— About this exercise —
Across all of the records below, determine the number of lines containing the string "days"; reply with that number only.

▬▬▬

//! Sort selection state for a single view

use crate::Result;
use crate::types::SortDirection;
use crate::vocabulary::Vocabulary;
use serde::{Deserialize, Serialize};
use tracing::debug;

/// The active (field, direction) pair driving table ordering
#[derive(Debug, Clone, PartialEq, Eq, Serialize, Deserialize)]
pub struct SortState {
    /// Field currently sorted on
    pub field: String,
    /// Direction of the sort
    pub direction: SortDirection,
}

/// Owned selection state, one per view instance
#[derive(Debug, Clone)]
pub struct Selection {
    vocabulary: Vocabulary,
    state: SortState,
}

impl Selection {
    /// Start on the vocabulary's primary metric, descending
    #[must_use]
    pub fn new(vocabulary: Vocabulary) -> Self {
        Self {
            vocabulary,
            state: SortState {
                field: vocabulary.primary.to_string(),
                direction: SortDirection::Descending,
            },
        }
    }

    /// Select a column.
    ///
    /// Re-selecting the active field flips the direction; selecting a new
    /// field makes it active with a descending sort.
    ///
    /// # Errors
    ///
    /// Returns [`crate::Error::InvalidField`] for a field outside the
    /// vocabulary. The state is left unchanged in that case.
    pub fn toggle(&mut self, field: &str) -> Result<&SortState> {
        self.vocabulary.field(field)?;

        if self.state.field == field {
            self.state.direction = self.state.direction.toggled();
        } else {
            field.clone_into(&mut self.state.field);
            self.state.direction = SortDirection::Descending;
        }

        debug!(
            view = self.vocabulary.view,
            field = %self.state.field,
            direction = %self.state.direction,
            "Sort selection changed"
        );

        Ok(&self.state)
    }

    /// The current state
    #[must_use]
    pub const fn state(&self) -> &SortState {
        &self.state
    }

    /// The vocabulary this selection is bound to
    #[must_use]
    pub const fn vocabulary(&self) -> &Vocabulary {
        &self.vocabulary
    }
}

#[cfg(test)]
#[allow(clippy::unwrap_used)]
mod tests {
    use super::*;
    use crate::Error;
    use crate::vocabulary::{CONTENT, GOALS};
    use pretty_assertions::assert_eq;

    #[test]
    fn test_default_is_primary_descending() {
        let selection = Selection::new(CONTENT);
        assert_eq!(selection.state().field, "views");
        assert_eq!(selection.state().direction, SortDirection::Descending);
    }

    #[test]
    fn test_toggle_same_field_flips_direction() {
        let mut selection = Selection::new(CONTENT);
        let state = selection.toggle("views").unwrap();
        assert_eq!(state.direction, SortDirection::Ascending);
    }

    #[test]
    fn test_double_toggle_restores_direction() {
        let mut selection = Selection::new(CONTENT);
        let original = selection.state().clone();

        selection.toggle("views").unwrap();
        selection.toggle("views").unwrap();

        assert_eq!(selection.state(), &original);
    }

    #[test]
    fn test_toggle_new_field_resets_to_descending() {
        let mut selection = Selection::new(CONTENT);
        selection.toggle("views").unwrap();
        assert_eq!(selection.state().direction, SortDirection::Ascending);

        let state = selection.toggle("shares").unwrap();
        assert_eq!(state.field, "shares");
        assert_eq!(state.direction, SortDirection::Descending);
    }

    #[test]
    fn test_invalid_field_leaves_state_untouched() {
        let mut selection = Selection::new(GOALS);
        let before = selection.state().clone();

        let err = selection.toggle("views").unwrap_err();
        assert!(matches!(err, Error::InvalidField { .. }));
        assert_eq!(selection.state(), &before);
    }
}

▬▬▬

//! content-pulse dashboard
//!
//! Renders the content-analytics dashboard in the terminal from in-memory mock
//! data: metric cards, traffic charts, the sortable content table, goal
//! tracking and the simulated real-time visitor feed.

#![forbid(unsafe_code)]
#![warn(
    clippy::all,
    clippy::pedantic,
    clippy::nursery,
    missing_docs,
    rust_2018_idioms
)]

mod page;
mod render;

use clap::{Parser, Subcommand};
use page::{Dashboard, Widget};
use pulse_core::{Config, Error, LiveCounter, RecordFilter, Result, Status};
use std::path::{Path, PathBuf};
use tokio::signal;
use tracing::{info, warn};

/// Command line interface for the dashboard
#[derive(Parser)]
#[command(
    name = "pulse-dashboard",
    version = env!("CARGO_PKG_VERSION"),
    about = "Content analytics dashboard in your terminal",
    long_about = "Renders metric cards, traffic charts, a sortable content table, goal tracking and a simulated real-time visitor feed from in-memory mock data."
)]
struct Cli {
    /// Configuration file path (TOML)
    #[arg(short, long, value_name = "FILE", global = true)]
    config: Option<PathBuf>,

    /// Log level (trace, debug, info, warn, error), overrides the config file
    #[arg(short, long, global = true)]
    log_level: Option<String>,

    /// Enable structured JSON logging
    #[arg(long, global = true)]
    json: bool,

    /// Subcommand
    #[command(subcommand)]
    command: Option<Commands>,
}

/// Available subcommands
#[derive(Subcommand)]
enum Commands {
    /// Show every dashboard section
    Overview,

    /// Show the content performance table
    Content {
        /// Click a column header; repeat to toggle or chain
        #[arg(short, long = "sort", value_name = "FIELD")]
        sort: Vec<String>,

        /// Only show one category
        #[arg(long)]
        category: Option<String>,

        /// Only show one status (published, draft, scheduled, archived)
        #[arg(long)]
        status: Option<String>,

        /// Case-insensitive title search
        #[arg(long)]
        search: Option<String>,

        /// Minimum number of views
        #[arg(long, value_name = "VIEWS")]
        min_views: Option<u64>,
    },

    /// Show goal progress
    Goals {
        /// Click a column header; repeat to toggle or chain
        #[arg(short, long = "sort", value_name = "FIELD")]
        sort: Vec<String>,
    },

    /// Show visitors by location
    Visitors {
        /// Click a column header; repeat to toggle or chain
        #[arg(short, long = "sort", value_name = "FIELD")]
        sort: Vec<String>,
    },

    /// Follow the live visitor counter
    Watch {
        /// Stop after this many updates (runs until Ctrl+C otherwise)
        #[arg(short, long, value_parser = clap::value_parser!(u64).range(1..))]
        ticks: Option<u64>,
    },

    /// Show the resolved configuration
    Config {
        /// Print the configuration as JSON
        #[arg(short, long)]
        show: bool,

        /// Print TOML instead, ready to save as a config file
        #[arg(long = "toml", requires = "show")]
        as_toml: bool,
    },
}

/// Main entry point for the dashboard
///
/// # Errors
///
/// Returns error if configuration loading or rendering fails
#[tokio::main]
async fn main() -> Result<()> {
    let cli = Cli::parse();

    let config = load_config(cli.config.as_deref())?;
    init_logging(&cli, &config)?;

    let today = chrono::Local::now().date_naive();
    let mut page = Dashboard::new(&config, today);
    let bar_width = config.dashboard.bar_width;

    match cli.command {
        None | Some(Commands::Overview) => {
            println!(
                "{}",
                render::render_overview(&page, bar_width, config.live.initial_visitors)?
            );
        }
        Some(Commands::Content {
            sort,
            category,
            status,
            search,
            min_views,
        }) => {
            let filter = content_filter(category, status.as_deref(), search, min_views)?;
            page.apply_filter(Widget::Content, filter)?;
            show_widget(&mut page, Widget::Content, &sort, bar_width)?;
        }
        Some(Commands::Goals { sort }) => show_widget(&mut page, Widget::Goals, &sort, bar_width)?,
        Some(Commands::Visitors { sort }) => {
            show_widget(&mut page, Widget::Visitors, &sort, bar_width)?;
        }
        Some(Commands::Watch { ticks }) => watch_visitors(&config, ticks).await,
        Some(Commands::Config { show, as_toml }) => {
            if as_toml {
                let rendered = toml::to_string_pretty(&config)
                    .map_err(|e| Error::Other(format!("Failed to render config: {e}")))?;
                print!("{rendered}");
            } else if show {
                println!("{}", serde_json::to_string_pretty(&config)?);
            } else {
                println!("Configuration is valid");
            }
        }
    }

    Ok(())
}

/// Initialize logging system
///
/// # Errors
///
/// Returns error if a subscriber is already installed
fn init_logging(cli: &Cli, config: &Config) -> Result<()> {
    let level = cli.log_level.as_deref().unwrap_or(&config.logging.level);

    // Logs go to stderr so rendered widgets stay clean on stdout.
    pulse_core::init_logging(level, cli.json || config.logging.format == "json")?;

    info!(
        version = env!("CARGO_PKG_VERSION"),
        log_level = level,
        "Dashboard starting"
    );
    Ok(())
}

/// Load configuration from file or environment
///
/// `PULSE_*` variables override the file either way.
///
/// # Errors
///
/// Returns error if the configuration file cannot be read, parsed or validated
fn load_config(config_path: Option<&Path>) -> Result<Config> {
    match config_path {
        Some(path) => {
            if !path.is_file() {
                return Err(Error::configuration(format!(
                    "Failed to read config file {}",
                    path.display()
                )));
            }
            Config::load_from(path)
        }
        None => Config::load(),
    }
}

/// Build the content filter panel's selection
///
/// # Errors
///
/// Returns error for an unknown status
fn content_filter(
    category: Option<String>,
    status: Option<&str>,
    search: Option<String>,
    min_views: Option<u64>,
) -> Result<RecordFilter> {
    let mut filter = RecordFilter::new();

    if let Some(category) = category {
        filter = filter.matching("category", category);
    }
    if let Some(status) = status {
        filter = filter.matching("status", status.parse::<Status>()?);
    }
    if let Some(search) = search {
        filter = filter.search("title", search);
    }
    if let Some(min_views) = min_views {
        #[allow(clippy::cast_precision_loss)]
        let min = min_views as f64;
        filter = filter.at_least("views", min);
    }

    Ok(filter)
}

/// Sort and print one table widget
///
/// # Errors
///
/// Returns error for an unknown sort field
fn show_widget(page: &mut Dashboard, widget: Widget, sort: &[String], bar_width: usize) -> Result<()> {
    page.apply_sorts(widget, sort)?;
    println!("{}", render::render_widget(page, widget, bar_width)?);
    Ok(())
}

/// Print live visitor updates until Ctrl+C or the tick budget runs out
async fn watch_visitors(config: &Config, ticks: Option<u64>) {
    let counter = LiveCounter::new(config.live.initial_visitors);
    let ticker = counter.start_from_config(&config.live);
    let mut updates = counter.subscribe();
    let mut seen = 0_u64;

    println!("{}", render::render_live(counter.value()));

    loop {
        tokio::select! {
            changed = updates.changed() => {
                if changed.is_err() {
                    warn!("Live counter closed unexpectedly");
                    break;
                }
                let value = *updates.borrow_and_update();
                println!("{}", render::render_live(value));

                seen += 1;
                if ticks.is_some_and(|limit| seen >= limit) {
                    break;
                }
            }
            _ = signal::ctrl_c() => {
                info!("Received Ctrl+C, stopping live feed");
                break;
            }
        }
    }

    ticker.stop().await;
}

▬▬▬

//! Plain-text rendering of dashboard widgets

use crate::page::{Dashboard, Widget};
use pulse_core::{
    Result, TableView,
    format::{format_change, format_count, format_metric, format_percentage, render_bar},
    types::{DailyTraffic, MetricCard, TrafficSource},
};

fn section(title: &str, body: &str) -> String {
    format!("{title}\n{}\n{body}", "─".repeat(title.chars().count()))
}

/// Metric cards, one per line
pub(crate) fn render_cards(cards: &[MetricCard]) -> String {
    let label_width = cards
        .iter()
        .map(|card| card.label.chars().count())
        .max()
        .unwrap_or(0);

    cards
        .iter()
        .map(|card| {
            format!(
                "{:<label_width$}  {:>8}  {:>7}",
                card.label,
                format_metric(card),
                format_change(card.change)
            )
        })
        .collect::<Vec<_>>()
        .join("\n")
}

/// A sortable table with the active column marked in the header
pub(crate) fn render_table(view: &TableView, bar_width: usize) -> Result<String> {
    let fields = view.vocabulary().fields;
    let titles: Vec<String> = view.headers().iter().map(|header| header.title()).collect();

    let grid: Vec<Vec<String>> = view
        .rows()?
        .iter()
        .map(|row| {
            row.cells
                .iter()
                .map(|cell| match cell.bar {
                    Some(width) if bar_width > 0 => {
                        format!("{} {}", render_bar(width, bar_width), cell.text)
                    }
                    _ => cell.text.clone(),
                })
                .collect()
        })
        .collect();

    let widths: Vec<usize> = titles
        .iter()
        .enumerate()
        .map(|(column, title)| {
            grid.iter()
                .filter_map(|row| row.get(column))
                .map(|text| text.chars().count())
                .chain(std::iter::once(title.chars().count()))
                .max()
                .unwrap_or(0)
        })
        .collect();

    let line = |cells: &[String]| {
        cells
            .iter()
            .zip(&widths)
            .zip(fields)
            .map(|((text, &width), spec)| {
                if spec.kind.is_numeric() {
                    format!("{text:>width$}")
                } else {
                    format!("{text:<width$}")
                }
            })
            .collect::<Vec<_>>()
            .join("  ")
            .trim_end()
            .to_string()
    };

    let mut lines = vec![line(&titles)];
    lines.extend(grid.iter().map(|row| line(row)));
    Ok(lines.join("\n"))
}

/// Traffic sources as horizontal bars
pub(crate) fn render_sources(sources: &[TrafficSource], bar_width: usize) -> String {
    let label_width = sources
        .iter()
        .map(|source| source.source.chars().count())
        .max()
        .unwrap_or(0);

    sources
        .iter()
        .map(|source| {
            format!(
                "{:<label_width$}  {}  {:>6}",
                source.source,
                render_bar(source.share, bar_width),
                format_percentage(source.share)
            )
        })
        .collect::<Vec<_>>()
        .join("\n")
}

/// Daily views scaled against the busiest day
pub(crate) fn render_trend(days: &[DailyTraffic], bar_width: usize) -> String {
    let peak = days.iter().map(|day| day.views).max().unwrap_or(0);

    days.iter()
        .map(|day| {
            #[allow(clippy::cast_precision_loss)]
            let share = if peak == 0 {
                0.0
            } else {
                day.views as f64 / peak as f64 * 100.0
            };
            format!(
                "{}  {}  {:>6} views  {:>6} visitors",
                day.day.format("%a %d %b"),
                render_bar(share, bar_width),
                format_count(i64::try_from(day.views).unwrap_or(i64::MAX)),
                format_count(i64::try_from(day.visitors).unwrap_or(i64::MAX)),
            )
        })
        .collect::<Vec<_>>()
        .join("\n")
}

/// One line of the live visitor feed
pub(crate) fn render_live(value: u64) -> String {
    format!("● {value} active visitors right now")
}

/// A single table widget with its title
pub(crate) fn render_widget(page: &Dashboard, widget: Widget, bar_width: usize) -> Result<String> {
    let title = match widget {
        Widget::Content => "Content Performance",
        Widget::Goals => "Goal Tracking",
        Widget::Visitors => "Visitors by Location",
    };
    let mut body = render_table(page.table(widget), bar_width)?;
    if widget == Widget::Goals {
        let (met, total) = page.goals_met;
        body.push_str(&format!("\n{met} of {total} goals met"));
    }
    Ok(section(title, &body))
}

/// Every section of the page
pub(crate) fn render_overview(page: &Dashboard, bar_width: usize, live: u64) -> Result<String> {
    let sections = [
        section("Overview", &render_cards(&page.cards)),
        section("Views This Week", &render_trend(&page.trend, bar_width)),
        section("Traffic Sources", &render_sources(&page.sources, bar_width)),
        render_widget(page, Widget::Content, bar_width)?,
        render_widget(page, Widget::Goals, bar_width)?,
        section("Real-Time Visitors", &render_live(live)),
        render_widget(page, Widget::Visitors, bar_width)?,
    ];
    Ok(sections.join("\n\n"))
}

▬▬▬

— Result for this exercise —
3